Если отталкиваться от определения агонистической демократии как антагонизма «с человеческим лицом», то в Беларуси, совершенно очевидно, имеет место дефицит «человеческого» в отношении действующей власти к своим политическим противникам. Здесь мы снова возвращаемся к вопросу, как возможно восстановление демократической рамки в нашем социально-политическом поле? В этой связи необходимо подчеркнуть, что в условиях беларусского авторитаризма препятствием для актуализации и развития демократической политической жизни было в первую очередь морально-этическое непризнание ценности свободы и мнения рядовых граждан, неуважение к позиции Другого и, в конечном счете, — к лицу, к личности. Соответствующие демократические принципы хотя и были зафиксированы в Конституции, однако существующие социально-политические практики, паттерны поведения и «неписанные» нормы коммуникации их не подтверждали.

В итоге, когда граждане решились на политическую конфронтацию с режимом, в сложившейся системе власти не оказалось морально-этических тормозов, которые помешали бы отнестись к протестующим как к инородному препятствию, подлежащему устранению. Поэтому для нас путь к нормализации и развитию демократической политической жизни пролегает первоначально не через опознание (потенциальных) антагонизмов (антагонизм уже оголился с максимальной остротой), а через актуализацию морально-этического горизонта демократической общности, который имеет конститутивное значение во всех человеческих интеракциях.

Поскольку наш политический кризис характеризуется тем, что демократическая рамка не выполняет свою общезначимую нормативную функцию, требуемая актуализация морально-этического горизонта может быть достигнута благодаря последовательному дискурсивному совмещению безусловной ценности независимости нашего государства с признанием персональной ценности всех его граждан/гражданок, то есть каждого/каждой в отдельности.

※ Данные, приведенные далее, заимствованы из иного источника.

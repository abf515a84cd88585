//! Dashboard filters, report assembly and CSV export

use chrono::{Local, NaiveDate};
use serde::{Deserialize, Serialize};

use shared::analytics::{
    build_dashboard, overview, ranked_lots, Dashboard, DashboardParams, DisplayLimit,
    Granularity, LotPerformance, LotSortKey, Overview, PeriodKind,
};
use shared::RecordBook;

use crate::config::AnalyticsConfig;
use crate::error::{AppError, AppResult};

/// Raw dashboard query string. Every value is checked against its closed set.
#[derive(Debug, Clone, Default, Deserialize)]
#[serde(rename_all = "camelCase")]
pub struct DashboardQuery {
    /// 7d, 30d, 90d, 1y or custom
    pub period: Option<String>,
    pub start: Option<NaiveDate>,
    pub end: Option<NaiveDate>,
    /// month or week
    pub granularity: Option<String>,
    /// profit, sales or margin
    pub sort: Option<String>,
    /// A number or "all"
    pub limit: Option<String>,
    pub stale_days: Option<i64>,
    /// Evaluation date; defaults to the server's local date
    pub as_of: Option<NaiveDate>,
    /// csv or json (reports only)
    pub format: Option<String>,
}

fn parse_choice<T>(value: &Option<String>, fallback: T) -> AppResult<T>
where
    T: std::str::FromStr<Err = &'static str>,
{
    match value.as_deref().map(str::trim).filter(|v| !v.is_empty()) {
        Some(raw) => raw
            .parse()
            .map_err(|e: &'static str| AppError::InvalidFilter(format!("{}: {}", e, raw))),
        None => Ok(fallback),
    }
}

impl DashboardQuery {
    /// Resolve the query into typed parameters, using configured defaults
    pub fn params(&self, defaults: &AnalyticsConfig) -> AppResult<DashboardParams> {
        // a bare date range implies a custom period
        let implied = if self.start.is_some() || self.end.is_some() {
            PeriodKind::Custom
        } else {
            PeriodKind::default()
        };
        let period = parse_choice(&self.period, implied)?.with_bounds(self.start, self.end);

        let stale_threshold_days = self.stale_days.unwrap_or(defaults.stale_threshold_days);
        if stale_threshold_days < 0 {
            return Err(AppError::InvalidFilter(
                "staleDays cannot be negative".to_string(),
            ));
        }

        Ok(DashboardParams {
            period,
            granularity: parse_choice(&self.granularity, Granularity::default())?,
            sort: parse_choice(&self.sort, LotSortKey::default())?,
            limit: parse_choice(&self.limit, DisplayLimit::Top(defaults.top_lots))?,
            stale_threshold_days,
        })
    }

    pub fn today(&self) -> NaiveDate {
        self.as_of.unwrap_or_else(|| Local::now().date_naive())
    }

    pub fn format(&self) -> AppResult<ReportFormat> {
        parse_choice(&self.format, ReportFormat::Json)
    }
}

/// Output format for report exports
#[derive(Debug, Clone, Copy, PartialEq, Eq, Serialize)]
#[serde(rename_all = "lowercase")]
pub enum ReportFormat {
    Json,
    Csv,
}

impl std::str::FromStr for ReportFormat {
    type Err = &'static str;

    fn from_str(s: &str) -> Result<Self, Self::Err> {
        match s {
            "json" => Ok(ReportFormat::Json),
            "csv" => Ok(ReportFormat::Csv),
            _ => Err("Unknown report format"),
        }
    }
}

/// Full dashboard for the loaded records
pub fn dashboard(
    book: &RecordBook,
    query: &DashboardQuery,
    defaults: &AnalyticsConfig,
) -> AppResult<Dashboard> {
    let params = query.params(defaults)?;
    let today = query.today();
    tracing::debug!("Computing dashboard as of {} with {:?}", today, params);
    Ok(build_dashboard(book.lots(), book.sales(), &params, today))
}

/// Unfiltered totals for the page header
pub fn header_overview(book: &RecordBook) -> Overview {
    overview(book.lots(), book.sales())
}

/// Per-lot CMV rows for export, honoring period, sort and limit
pub fn lot_report(
    book: &RecordBook,
    query: &DashboardQuery,
    defaults: &AnalyticsConfig,
) -> AppResult<Vec<LotPerformance>> {
    let params = query.params(defaults)?;
    Ok(ranked_lots(
        book.lots(),
        book.sales(),
        &params.period,
        params.sort,
        params.limit,
        query.today(),
    ))
}

/// Export data to CSV format
pub fn export_to_csv<T: Serialize>(data: &[T]) -> AppResult<String> {
    let mut wtr = csv::Writer::from_writer(vec![]);
    for record in data {
        wtr.serialize(record)
            .map_err(|e| AppError::Internal(format!("CSV serialization error: {}", e)))?;
    }
    let bytes = wtr
        .into_inner()
        .map_err(|e| AppError::Internal(format!("CSV writer error: {}", e)))?;
    String::from_utf8(bytes)
        .map_err(|e| AppError::Internal(format!("UTF-8 conversion error: {}", e)))
}

#[cfg(test)]
mod tests {
    use super::*;
    use rust_decimal::Decimal;
    use shared::analytics::Period;
    use shared::models::{Channel, Lot, LotStatus, Sale};

    fn defaults() -> AnalyticsConfig {
        AnalyticsConfig {
            stale_threshold_days: 30,
            top_lots: 10,
        }
    }

    fn query(pairs: &str) -> DashboardQuery {
        serde_json::from_str(pairs).unwrap()
    }

    #[test]
    fn test_empty_query_uses_defaults() {
        let params = DashboardQuery::default().params(&defaults()).unwrap();
        assert_eq!(params, DashboardParams::default());
    }

    #[test]
    fn test_custom_period_with_bounds() {
        let q = query(r#"{"period":"custom","start":"2024-01-01","end":"2024-01-31"}"#);
        let params = q.params(&defaults()).unwrap();
        assert_eq!(
            params.period,
            Period::Custom {
                start: NaiveDate::from_ymd_opt(2024, 1, 1),
                end: NaiveDate::from_ymd_opt(2024, 1, 31),
            }
        );
    }

    #[test]
    fn test_bare_range_implies_custom() {
        let q = query(r#"{"start":"2024-01-01"}"#);
        let params = q.params(&defaults()).unwrap();
        assert!(matches!(params.period, Period::Custom { end: None, .. }));
    }

    #[test]
    fn test_unknown_values_rejected() {
        for raw in [
            r#"{"period":"2w"}"#,
            r#"{"granularity":"day"}"#,
            r#"{"sort":"cost"}"#,
            r#"{"limit":"many"}"#,
            r#"{"staleDays":-1}"#,
        ] {
            assert!(
                matches!(query(raw).params(&defaults()), Err(AppError::InvalidFilter(_))),
                "{} should be rejected",
                raw
            );
        }
    }

    #[test]
    fn test_limit_and_threshold_parsed() {
        let q = query(r#"{"limit":"all","staleDays":60,"sort":"margin","granularity":"week"}"#);
        let params = q.params(&defaults()).unwrap();
        assert_eq!(params.limit, DisplayLimit::All);
        assert_eq!(params.stale_threshold_days, 60);
        assert_eq!(params.sort, LotSortKey::Margin);
        assert_eq!(params.granularity, Granularity::Week);
    }

    #[test]
    fn test_lot_report_csv() {
        let lot = Lot {
            id: "1".to_string(),
            brand: "Fiat".to_string(),
            model: "Uno".to_string(),
            year: 2012,
            cost: Decimal::from(1000),
            acquired_on: NaiveDate::from_ymd_opt(2024, 1, 1).unwrap(),
            lot_code: "A7".to_string(),
            status: LotStatus::Active,
        };
        let sale = Sale {
            id: "s".to_string(),
            lot_id: "1".to_string(),
            part_name: "Engine".to_string(),
            amount: Decimal::from(1500),
            sold_on: NaiveDate::from_ymd_opt(2024, 1, 15).unwrap(),
            channel: Channel::Marketplace,
        };
        let book = RecordBook::from_parts(vec![lot], vec![sale]).unwrap();
        let q = query(r#"{"asOf":"2024-01-20","format":"csv"}"#);

        let rows = lot_report(&book, &q, &defaults()).unwrap();
        assert_eq!(rows[0].profit, Decimal::from(500));
        assert_eq!(q.format().unwrap(), ReportFormat::Csv);

        let csv = export_to_csv(&rows).unwrap();
        let mut lines = csv.lines();
        assert_eq!(
            lines.next().unwrap(),
            "lotId,lotCode,name,fullName,cost,sales,saleCount,profit,margin"
        );
        assert!(lines.next().unwrap().starts_with("1,A7,Fiat Uno (2012),"));
    }
}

Только в этом случае мы сможем прийти к демократии, в которой дистинкция мы-они будет совмещаться с признанием основополагающей роли плюрализма.


Литература

Муфф Ш. К агонистической модели демократии. / http://www.ruthenia.ru/logos/number/42/12.pdf

Муфф Ш. Политика и политическое. / http://www.intelros.ru/readroom/politiko-filosofskij-ezhegodnik/pfe-1-2008/7259-politika-i-politicheskoe.html

Муфф Ш. Карл Шмитт и парадокс либеральной демократии. / http://www.ruthenia.ru/logos/number/45/12.pdf

Шмитт К. Понятие политического. СПб.: Наука 2016.